- Relator(a)
- Ministro Herman Benjamin
- Órgão julgador
- Segunda Turma
- Data do julgamento
- 30/05/2022
- Data de publicação
- 23/06/2022
STJ – Acórdão, Rel. Ministro Herman Benjamin, Segunda Turma, j. 30/05/2022, p. 23/06/2022
AGRAVO INTERNO NO RECURSO ESPECIAL. AÇÃO CIVIL PÚBLICA. UTILIZAÇÃO DE RECURSOS DO FUNDEF/FUNDEB. NULIDADE DE CONTRATO DE PRESTAÇÃO DE SERVIÇOS ADVOCATÍCIOS, CELEBRADO ENTRE SOCIEDADE DE ADVOGADOS E MUNICÍPIO, EM RAZÃO DE SUPOSTA INOBSERVÂNCIA DOS PROCEDIMENTOS LICITATÓRIOS. OFENSA AO ART. 1.022 DO CPC/2015 NÃO CONFIGURADA. ART. 337, VI, §§ 1º, 2º E 3º, DO CPC/2015. SÚMULA 211/STJ. LEGITIMIDADE DA UNIÃO. FUNDAMENTO CONSTITUCIONAL. INVIABILIDADE DO RECURSO ESPECIAL. 1. Não há ofensa aos arts. 489, § 1º, e 1.022 do Código de Processo Civil, uma vez que o Tribunal a quo julgou integralmente a lide e solucionou a controvérsia, tendo se manifestado expressamente quanto à ineficácia da cláusula contratual inserta no contrato de prestação de serviços advocatícios - firmado entre o Município e a sociedade de advogados - que autoriza o destaque de honorários em favor dos contratados sobre verbas do FUNDEF/FUNDEB. 2. Não há como se conhecer do Recurso Especial quanto à aludida ofensa ao art. 337, VI, §§ 1º, 2º e 3º, do CPC/2015 em face da incidência da Súmula 211/STJ, porquanto a questão não foi examinada pela Corte de origem, a despeito da oposição de Embargos de Declaração.

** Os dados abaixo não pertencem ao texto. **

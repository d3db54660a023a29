//! Entity storage: `EntityStore` (agents and obstacles) and `AgentRngs`.
//!
//! # Why two structs?
//!
//! Steering behaviors read every other agent through `&EntityStore` while
//! drawing random numbers from their own agent's RNG.  Keeping the RNGs in a
//! separate `AgentRngs` lets the world hand out `&EntityStore` and
//! `&mut AgentRng` at the same time.
//!
//! # Ids
//!
//! `EntityId`s index a `Vec<Option<Body>>` and are never reused: a despawned
//! slot stays `None` forever, so an id captured before the despawn resolves
//! to `None` instead of to some newer entity.

use glam::Vec3;
use tracing::trace;

use st_core::{AgentRng, EntityId, EntityKind, LayerMask, ShapeId, SteerError, SteerResult};

use crate::{Agent, AgentBuilder, Entity};

/// What lives in an entity slot.
#[derive(Clone, Debug)]
pub enum Body {
    Obstacle(Entity),
    Agent(Agent),
}

impl Body {
    pub fn entity(&self) -> &Entity {
        match self {
            Body::Obstacle(entity) => entity,
            Body::Agent(agent) => &agent.entity,
        }
    }

    pub fn entity_mut(&mut self) -> &mut Entity {
        match self {
            Body::Obstacle(entity) => entity,
            Body::Agent(agent) => &mut agent.entity,
        }
    }
}

// ── EntityStore ───────────────────────────────────────────────────────────────

#[derive(Default, Debug)]
pub struct EntityStore {
    slots: Vec<Option<Body>>,
    live:  usize,
}

impl EntityStore {
    pub fn new() -> Self {
        Self::default()
    }

    fn next_ids(&self) -> (EntityId, ShapeId) {
        let n = self.slots.len() as u32;
        (EntityId(n), ShapeId(n))
    }

    /// Insert a new agent built from `builder`.  The shape id mirrors the
    /// entity id.
    pub fn insert_agent(&mut self, builder: AgentBuilder) -> EntityId {
        let (id, shape) = self.next_ids();
        self.slots.push(Some(Body::Agent(builder.build(id, shape))));
        self.live += 1;
        trace!(entity = %id, "agent inserted");
        id
    }

    /// Insert a static obstacle.
    pub fn insert_obstacle(&mut self, position: Vec3, radius: f32, layer: LayerMask) -> EntityId {
        let (id, shape) = self.next_ids();
        let mut entity = Entity::new(id, shape, EntityKind::Obstacle, position, radius);
        entity.layer = layer;
        self.slots.push(Some(Body::Obstacle(entity)));
        self.live += 1;
        trace!(entity = %id, radius, "obstacle inserted");
        id
    }

    /// Remove and return an entity.  `None` if it was already gone.
    pub fn remove(&mut self, id: EntityId) -> Option<Body> {
        let body = self.slots.get_mut(id.index())?.take();
        if body.is_some() {
            self.live -= 1;
            trace!(entity = %id, "entity removed");
        }
        body
    }

    pub fn body(&self, id: EntityId) -> Option<&Body> {
        self.slots.get(id.index())?.as_ref()
    }

    pub fn entity(&self, id: EntityId) -> Option<&Entity> {
        self.body(id).map(Body::entity)
    }

    pub fn entity_mut(&mut self, id: EntityId) -> Option<&mut Entity> {
        self.slots.get_mut(id.index())?.as_mut().map(Body::entity_mut)
    }

    pub fn agent(&self, id: EntityId) -> Option<&Agent> {
        match self.body(id)? {
            Body::Agent(agent) => Some(agent),
            Body::Obstacle(_) => None,
        }
    }

    pub fn agent_mut(&mut self, id: EntityId) -> Option<&mut Agent> {
        match self.slots.get_mut(id.index())?.as_mut()? {
            Body::Agent(agent) => Some(agent),
            Body::Obstacle(_) => None,
        }
    }

    /// Like [`agent`](Self::agent) but says why the lookup failed.
    pub fn require_agent(&self, id: EntityId) -> SteerResult<&Agent> {
        match self.body(id) {
            Some(Body::Agent(agent)) => Ok(agent),
            Some(Body::Obstacle(_)) => Err(SteerError::NotAnAgent(id)),
            None => Err(SteerError::EntityNotFound(id)),
        }
    }

    pub fn require_agent_mut(&mut self, id: EntityId) -> SteerResult<&mut Agent> {
        match self.slots.get_mut(id.index()).and_then(Option::as_mut) {
            Some(Body::Agent(agent)) => Ok(agent),
            Some(Body::Obstacle(_)) => Err(SteerError::NotAnAgent(id)),
            None => Err(SteerError::EntityNotFound(id)),
        }
    }

    pub fn contains(&self, id: EntityId) -> bool {
        self.body(id).is_some()
    }

    /// Live entities.
    pub fn len(&self) -> usize {
        self.live
    }

    pub fn is_empty(&self) -> bool {
        self.live == 0
    }

    /// Iterator over live entities in ascending id order.
    pub fn entities(&self) -> impl Iterator<Item = &Entity> + '_ {
        self.slots.iter().flatten().map(Body::entity)
    }

    /// Iterator over live agents in ascending id order.
    pub fn agents(&self) -> impl Iterator<Item = &Agent> + '_ {
        self.slots.iter().flatten().filter_map(|body| match body {
            Body::Agent(agent) => Some(agent),
            Body::Obstacle(_) => None,
        })
    }

    pub fn agent_ids(&self) -> impl Iterator<Item = EntityId> + '_ {
        self.agents().map(|agent| agent.entity.id)
    }

    pub fn agents_mut(&mut self) -> impl Iterator<Item = &mut Agent> + '_ {
        self.slots.iter_mut().flatten().filter_map(|body| match body {
            Body::Agent(agent) => Some(agent),
            Body::Obstacle(_) => None,
        })
    }
}

// ── AgentRngs ─────────────────────────────────────────────────────────────────

/// Per-agent deterministic RNG state, indexed by `EntityId`.
pub struct AgentRngs {
    seed:  u64,
    inner: Vec<Option<AgentRng>>,
}

impl AgentRngs {
    pub fn new(seed: u64) -> Self {
        Self { seed, inner: Vec::new() }
    }

    /// Seed the RNG for `id`.  Re-seeding an existing slot is a no-op.
    pub fn ensure(&mut self, id: EntityId) {
        let i = id.index();
        if self.inner.len() <= i {
            self.inner.resize_with(i + 1, || None);
        }
        if self.inner[i].is_none() {
            self.inner[i] = Some(AgentRng::new(self.seed, id));
        }
    }

    pub fn release(&mut self, id: EntityId) {
        if let Some(slot) = self.inner.get_mut(id.index()) {
            *slot = None;
        }
    }

    pub fn get_mut(&mut self, id: EntityId) -> Option<&mut AgentRng> {
        self.inner.get_mut(id.index())?.as_mut()
    }
}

Assim, ausente o requisito do prequestionamento. 3. Cumpre ressaltar que o STJ entende que não há contradição em afastar a alegada violação ao art. 1.022 do CPC/2015 e, ao mesmo tempo, não conhecer do recurso, por ausência de prequestionamento, porque é perfeitamente possível o julgado encontrar-se devidamente fundamentado, sem, no entanto, ter decidido a questão à luz dos preceitos jurídicos desejados pela parte. 4. Por fim, o Tribunal de origem, ao analisar os honorários contratuais, decidiu com fulcro no entendimento do STF. Dessa forma, não é possível o exame da questão em Recurso Especial, sob pena de usurpação da competência da Suprema Corte. 5. Agravo Interno não provido. (AgInt no REsp n. 1.983.614/PE, relator Ministro Herman Benjamin, Segunda Turma, julgado em 30/5/2022, DJe de 23/6/2022.)